//! Binding tables: ordered (combination, command) associations
//!
//! A [`BindingTable`] is produced by the parser, partitioned across the
//! hook pool, and read-only once a slot owns it.

use serde::Serialize;

use super::Binding;

/// What to do when a combination matches.
///
/// A tagged variant type so future kinds (built-in actions, scripts) slot
/// in without touching dispatch.
#[derive(Debug, Clone, PartialEq, Eq, Serialize)]
#[serde(tag = "type", rename_all = "snake_case")]
pub enum Command {
    /// Run a command line through the platform shell.
    Shell { command: String },
}

impl Command {
    pub fn shell(command: impl Into<String>) -> Self {
        Command::Shell {
            command: command.into(),
        }
    }
}

/// One configured hotkey.
#[derive(Debug, Clone, PartialEq, Eq, Serialize)]
pub struct Hotkey {
    pub combo: Binding,
    pub command: Command,
}

/// Ordered collection of hotkeys for one registered subscriber.
///
/// Lookup is exact-match, so ordering carries no priority semantics; it is
/// kept only so diagnostics list bindings in file order.
#[derive(Debug, Clone, Default, PartialEq, Eq, Serialize)]
pub struct BindingTable {
    entries: Vec<Hotkey>,
}

impl BindingTable {
    pub fn new() -> Self {
        Self::default()
    }

    pub fn push(&mut self, hotkey: Hotkey) {
        self.entries.push(hotkey);
    }

    pub fn len(&self) -> usize {
        self.entries.len()
    }

    pub fn is_empty(&self) -> bool {
        self.entries.is_empty()
    }

    pub fn iter(&self) -> impl Iterator<Item = &Hotkey> {
        self.entries.iter()
    }

    /// Find the command bound to exactly `combo`.
    pub fn lookup(&self, combo: &Binding) -> Option<&Command> {
        self.entries
            .iter()
            .find(|hk| hk.combo == *combo)
            .map(|hk| &hk.command)
    }

    /// Split into `n` near-equal sub-tables, round-robin, so load and
    /// failure blast-radius spread across the hook pool.
    pub fn partition(self, n: usize) -> Vec<BindingTable> {
        let n = n.max(1);
        let mut parts = vec![BindingTable::new(); n];
        for (i, hotkey) in self.entries.into_iter().enumerate() {
            parts[i % n].push(hotkey);
        }
        parts
    }
}

#[cfg(test)]
mod tests {
    use super::*;
    use crate::binding::{KeySym, Modifier};

    fn combo(mods: &[Modifier], keys: &[u8]) -> Binding {
        let mut b = Binding::new();
        for &m in mods {
            b.add(KeySym::Modifier(m));
        }
        for &k in keys {
            b.add(KeySym::Key(k));
        }
        b
    }

    #[test]
    fn test_lookup_exact_match() {
        let mut table = BindingTable::new();
        table.push(Hotkey {
            combo: combo(&[Modifier::Ctrl], &[b'k']),
            command: Command::shell("echo hi"),
        });

        let held = combo(&[Modifier::Ctrl], &[b'k']);
        assert_eq!(table.lookup(&held), Some(&Command::shell("echo hi")));
    }

    #[test]
    fn test_lookup_rejects_superset() {
        let mut table = BindingTable::new();
        table.push(Hotkey {
            combo: combo(&[Modifier::Ctrl], &[b'k']),
            command: Command::shell("echo hi"),
        });

        // Ctrl+Shift+k held: the Ctrl+k binding must not fire.
        let held = combo(&[Modifier::Ctrl, Modifier::Shift], &[b'k']);
        assert_eq!(table.lookup(&held), None);
    }

    #[test]
    fn test_partition_round_robin() {
        let mut table = BindingTable::new();
        for i in 0..7u8 {
            table.push(Hotkey {
                combo: combo(&[], &[b'a' + i]),
                command: Command::shell(format!("cmd{i}")),
            });
        }

        let parts = table.partition(3);
        assert_eq!(parts.len(), 3);
        assert_eq!(parts[0].len(), 3);
        assert_eq!(parts[1].len(), 2);
        assert_eq!(parts[2].len(), 2);
        assert!(parts[0].lookup(&combo(&[], &[b'a'])).is_some());
        assert!(parts[1].lookup(&combo(&[], &[b'b'])).is_some());
        assert!(parts[2].lookup(&combo(&[], &[b'c'])).is_some());
    }

    #[test]
    fn test_partition_zero_is_treated_as_one() {
        let mut table = BindingTable::new();
        table.push(Hotkey {
            combo: combo(&[], &[b'a']),
            command: Command::shell("x"),
        });
        let parts = table.partition(0);
        assert_eq!(parts.len(), 1);
        assert_eq!(parts[0].len(), 1);
    }

    #[test]
    fn test_command_serializes_tagged() {
        let cmd = Command::shell("echo hi");
        let json = serde_json::to_string(&cmd).unwrap();
        assert!(json.contains("\"type\":\"shell\""));
        assert!(json.contains("echo hi"));
    }
}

WORK TO COMPLETE:
Report every line in the listing that holds the word "echo".

RESULT OF THIS EXERCISE:
            command: Command::shell("echo hi"),
        assert_eq!(table.lookup(&held), Some(&Command::shell("echo hi")));
            command: Command::shell("echo hi"),
        let cmd = Command::shell("echo hi");
        assert!(json.contains("echo hi"));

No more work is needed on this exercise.